Durante um ato de campanha em Copacabana, no Rio de Janeiro, o candidato à Presidência da República pelo Avante, Augusto Cury, enviou um abraço ao ministro do Supremo Tribunal Federal (STF), André Mendonça, em uma manifestação que celebrou o 7 de Setembro. O evento, que ocorreu sob chuva, contou com a presença de apoiadores, mas enfrentou momentos de tumulto quando Cury e sua esposa tentaram subir no trio elétrico para discursar.
Em seu discurso, Cury expressou solidariedade não apenas a Mendonça, mas também ao presidente do STF, Edson Fachin, e a outros ministros da corte. Ele enfatizou a importância da isenção nas investigações de corrupção, afirmando que “ninguém deve ser poupado” e que indícios de irregularidades devem ser apurados “até as últimas consequências”.

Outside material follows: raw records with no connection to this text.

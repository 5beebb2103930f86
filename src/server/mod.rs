//! logsink server implementation

pub mod decode;
pub mod retention;
pub mod session;
pub mod storage;
pub mod tcp;

use crate::config::ServerConfig;
use crate::Result;
use std::net::SocketAddr;
use std::sync::Arc;
use tokio::sync::broadcast;

pub use retention::RetentionSweeper;
pub use session::{Session, SessionEnd, ACK};
pub use storage::LogStorage;
pub use tcp::TcpReceiver;

/// Main logsink server that coordinates the acceptor and the retention sweeper
pub struct LogServer {
    config: ServerConfig,
    receiver: TcpReceiver,
    shutdown_tx: broadcast::Sender<()>,
}

impl LogServer {
    /// Create a new server with the given configuration, binding the listener
    pub async fn new(config: ServerConfig) -> Result<Self> {
        config.validate()?;

        let storage = Arc::new(LogStorage::new(config.storage.clone()));
        let (shutdown_tx, _) = broadcast::channel(1);
        let receiver = TcpReceiver::bind(&config, storage, shutdown_tx.subscribe()).await?;

        Ok(Self {
            config,
            receiver,
            shutdown_tx,
        })
    }

    /// The address the listener bound to
    pub fn local_addr(&self) -> Result<SocketAddr> {
        self.receiver.local_addr()
    }

    /// Sender that stops the accept loop and the sweeper when signalled
    pub fn shutdown_handle(&self) -> broadcast::Sender<()> {
        self.shutdown_tx.clone()
    }

    /// Run the retention sweeper in the background and serve connections
    pub async fn start(self) -> Result<()> {
        let sweeper = RetentionSweeper::new(
            self.config.retention.clone(),
            self.config.storage.clone(),
        );
        tokio::spawn(sweeper.start(self.shutdown_tx.subscribe()));

        self.receiver.start().await
    }
}
//! Per-client daily log file storage

use crate::config::StorageSettings;
use crate::Result;
use chrono::{Local, NaiveDate};
use std::path::PathBuf;
use tokio::fs::OpenOptions;
use tokio::io::AsyncWriteExt;

/// Derive the log file name for a client on a given date.
///
/// Pure and deterministic: the same `(client_ip, date)` pair always resolves
/// to the same name, `<prefix>_<YYYYMMDD>_<ip>.txt` with the IP's dots
/// replaced by underscores. Distinct pairs never collide unless the IP string
/// itself already contains underscores in place of dots.
pub fn log_file_name(prefix: &str, date: NaiveDate, client_ip: &str) -> String {
    format!(
        "{}_{}_{}.txt",
        prefix,
        date.format("%Y%m%d"),
        client_ip.replace('.', "_")
    )
}

/// Storage backend that appends received lines to per-client daily files.
///
/// Files are opened in append mode per write and released immediately; no
/// open handles are held between writes. Concurrent sessions for the same
/// client on the same day rely on the filesystem's append semantics.
pub struct LogStorage {
    settings: StorageSettings,
}

impl LogStorage {
    /// Create a storage backend over the configured output directory
    pub fn new(settings: StorageSettings) -> Self {
        Self { settings }
    }

    /// Resolve the path a client's data lands in on the given date
    pub fn path_for(&self, client_ip: &str, date: NaiveDate) -> PathBuf {
        self.settings
            .output_directory
            .join(log_file_name(&self.settings.file_prefix, date, client_ip))
    }

    /// Append one timestamped line for `client_ip` to today's file.
    ///
    /// Creates the output directory and the file if absent. Filesystem
    /// failures propagate to the caller.
    pub async fn append(&self, client_ip: &str, text: &str) -> Result<()> {
        tokio::fs::create_dir_all(&self.settings.output_directory).await?;

        let now = Local::now();
        let path = self.path_for(client_ip, now.date_naive());
        let timestamp = now.format("%Y-%m-%d %H:%M:%S%.3f");

        let mut file = OpenOptions::new()
            .create(true)
            .append(true)
            .open(&path)
            .await?;
        file.write_all(format!("[{}] {}\n", timestamp, text).as_bytes())
            .await?;
        file.flush().await?;

        Ok(())
    }
}

#[cfg(test)]
mod tests {
    use super::*;
    use tempfile::tempdir;

    fn settings(dir: &std::path::Path) -> StorageSettings {
        StorageSettings {
            output_directory: dir.to_path_buf(),
            file_prefix: "ATS_PSD_log".to_string(),
        }
    }

    #[test]
    fn file_name_is_deterministic() {
        let date = NaiveDate::from_ymd_opt(2023, 9, 21).unwrap();
        let a = log_file_name("ATS_PSD_log", date, "192.168.1.100");
        let b = log_file_name("ATS_PSD_log", date, "192.168.1.100");
        assert_eq!(a, b);
        assert_eq!(a, "ATS_PSD_log_20230921_192_168_1_100.txt");
    }

    #[test]
    fn file_name_distinguishes_ips_and_dates() {
        let date = NaiveDate::from_ymd_opt(2023, 9, 21).unwrap();
        let next = NaiveDate::from_ymd_opt(2023, 9, 22).unwrap();
        let a = log_file_name("ATS_PSD_log", date, "10.0.0.1");
        let b = log_file_name("ATS_PSD_log", date, "10.0.0.2");
        let c = log_file_name("ATS_PSD_log", next, "10.0.0.1");
        assert_ne!(a, b);
        assert_ne!(a, c);
        assert_ne!(b, c);
    }

    #[test]
    fn underscored_ip_collides_with_dotted_form() {
        // Known edge case: an IP string that already uses underscores maps
        // onto the same name as its dotted counterpart.
        let date = NaiveDate::from_ymd_opt(2023, 9, 21).unwrap();
        let dotted = log_file_name("ATS_PSD_log", date, "10.0.0.1");
        let underscored = log_file_name("ATS_PSD_log", date, "10_0_0_1");
        assert_eq!(dotted, underscored);
    }

    #[tokio::test]
    async fn append_creates_directory_and_file() {
        let dir = tempdir().unwrap();
        let missing = dir.path().join("nested").join("log");
        let storage = LogStorage::new(settings(&missing));

        storage.append("172.16.0.9", "boot sequence ok").await.unwrap();

        let path = storage.path_for("172.16.0.9", Local::now().date_naive());
        let content = tokio::fs::read_to_string(&path).await.unwrap();
        assert_eq!(content.lines().count(), 1);
        assert!(content.contains("boot sequence ok"));
    }

    #[tokio::test]
    async fn append_produces_one_timestamped_line_per_call() {
        let dir = tempdir().unwrap();
        let storage = LogStorage::new(settings(dir.path()));

        for i in 0..5 {
            storage
                .append("192.168.1.100", &format!("event {}", i))
                .await
                .unwrap();
        }

        let path = storage.path_for("192.168.1.100", Local::now().date_naive());
        let content = tokio::fs::read_to_string(&path).await.unwrap();
        let lines: Vec<&str> = content.lines().collect();
        assert_eq!(lines.len(), 5);

        let mut previous = String::new();
        for (i, line) in lines.iter().enumerate() {
            assert!(line.starts_with('['), "line should begin with a timestamp");
            assert!(line.contains(&format!("event {}", i)));
            let stamp = line[1..line.find(']').unwrap()].to_string();
            // [YYYY-MM-DD HH:MM:SS.mmm] is 23 chars of timestamp
            assert_eq!(stamp.len(), 23);
            assert!(stamp >= previous, "timestamps must be non-decreasing");
            previous = stamp;
        }
    }

    #[tokio::test]
    async fn appends_from_two_writers_land_in_one_file() {
        let dir = tempdir().unwrap();
        let storage = std::sync::Arc::new(LogStorage::new(settings(dir.path())));

        let a = storage.clone();
        let b = storage.clone();
        let h1 = tokio::spawn(async move {
            for i in 0..20 {
                a.append("10.1.1.1", &format!("writer-a {}", i)).await.unwrap();
            }
        });
        let h2 = tokio::spawn(async move {
            for i in 0..20 {
                b.append("10.1.1.1", &format!("writer-b {}", i)).await.unwrap();
            }
        });
        h1.await.unwrap();
        h2.await.unwrap();

        let path = storage.path_for("10.1.1.1", Local::now().date_naive());
        let content = tokio::fs::read_to_string(&path).await.unwrap();
        assert_eq!(content.lines().count(), 40);
    }
}
//! Federated WebSocket Chat Node - Entry Point
//!
//! Starts the node router, opens the initial room, optionally federates
//! with a parent node, and accepts connections.

use clap::Parser;
use tokio::net::TcpListener;
use tokio::sync::oneshot;
use tracing::{error, info};
use tracing_subscriber::EnvFilter;

use chatnode::{connect_to_parent, handle_connection, Node, NodeCommand, NodeId};

#[derive(Parser, Debug)]
#[command(name = "chatnode")]
#[command(about = "Federated WebSocket chat node", long_about = None)]
struct Args {
    /// Address to listen on
    #[arg(short, long, default_value = "127.0.0.1:8080")]
    addr: String,

    /// Address of a parent node to federate with (host:port)
    #[arg(short, long)]
    parent: Option<String>,

    /// Display name of this node
    #[arg(short, long, default_value = "server")]
    name: String,

    /// Name of the initial room (defaults to `<name>_main`)
    #[arg(short, long)]
    room: Option<String>,
}

#[tokio::main]
async fn main() -> Result<(), Box<dyn std::error::Error>> {
    // Use RUST_LOG to control log level, e.g. RUST_LOG=chatnode=debug
    tracing_subscriber::fmt()
        .with_env_filter(
            EnvFilter::try_from_default_env().unwrap_or_else(|_| EnvFilter::new("chatnode=info")),
        )
        .init();

    let args = Args::parse();

    // Start the node router actor
    let (node, node_tx) = Node::new(NodeId::new(), args.name.clone());
    tokio::spawn(node.run());

    // Open the initial room
    let initial = args.room.unwrap_or_else(|| format!("{}_main", args.name));
    let (tx, rx) = oneshot::channel();
    node_tx
        .send(NodeCommand::OpenRoom { name: initial.clone(), reply: tx })
        .await?;
    rx.await?;
    info!(room = %initial, "initial room open");

    // Federate with the parent, if one was given
    if let Some(parent) = &args.parent {
        connect_to_parent(parent, node_tx.clone()).await?;
        info!(parent = %parent, "federated with parent");
    }

    let listener = TcpListener::bind(&args.addr).await?;
    info!("chat node listening on {}", args.addr);

    // Connection accept loop
    loop {
        match listener.accept().await {
            Ok((stream, addr)) => {
                info!("new connection from {}", addr);
                let node_tx = node_tx.clone();
                tokio::spawn(async move {
                    if let Err(e) = handle_connection(stream, node_tx).await {
                        error!("connection handler error: {}", e);
                    }
                });
            }
            Err(e) => {
                error!("failed to accept connection: {}", e);
            }
        }
    }
}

A manifestação ganhou destaque após Mendonça retirar o sigilo de um relatório da Polícia Federal, que revelou que Daniel Vorcaro questionou Alexandre de Moraes sobre a possibilidade de deixar o país dias antes de sua prisão. Moraes, por sua vez, reagiu solicitando a investigação de Mendonça, acusando-o de usurpar poderes como relator do caso.
Cury também aproveitou a ocasião para criticar a situação fiscal do Brasil e expressou preocupação com o endividamento das famílias. Ele prometeu se reunir com economistas para buscar soluções que tornem a taxa de juros “civilizada” e criem mecanismos jurídicos para a quitação de dívidas. Em suas palavras, ele defendeu um equilíbrio entre uma “cabeça capitalista e um coração social”, ressaltando a importância do empreendedorismo.
Recentemente, Cury tem apresentado crescimento nas intenções de voto, alcançando 8% segundo a pesquisa Datafolha divulgada na quinta-feira, um aumento significativo em relação aos 2% registrados anteriormente.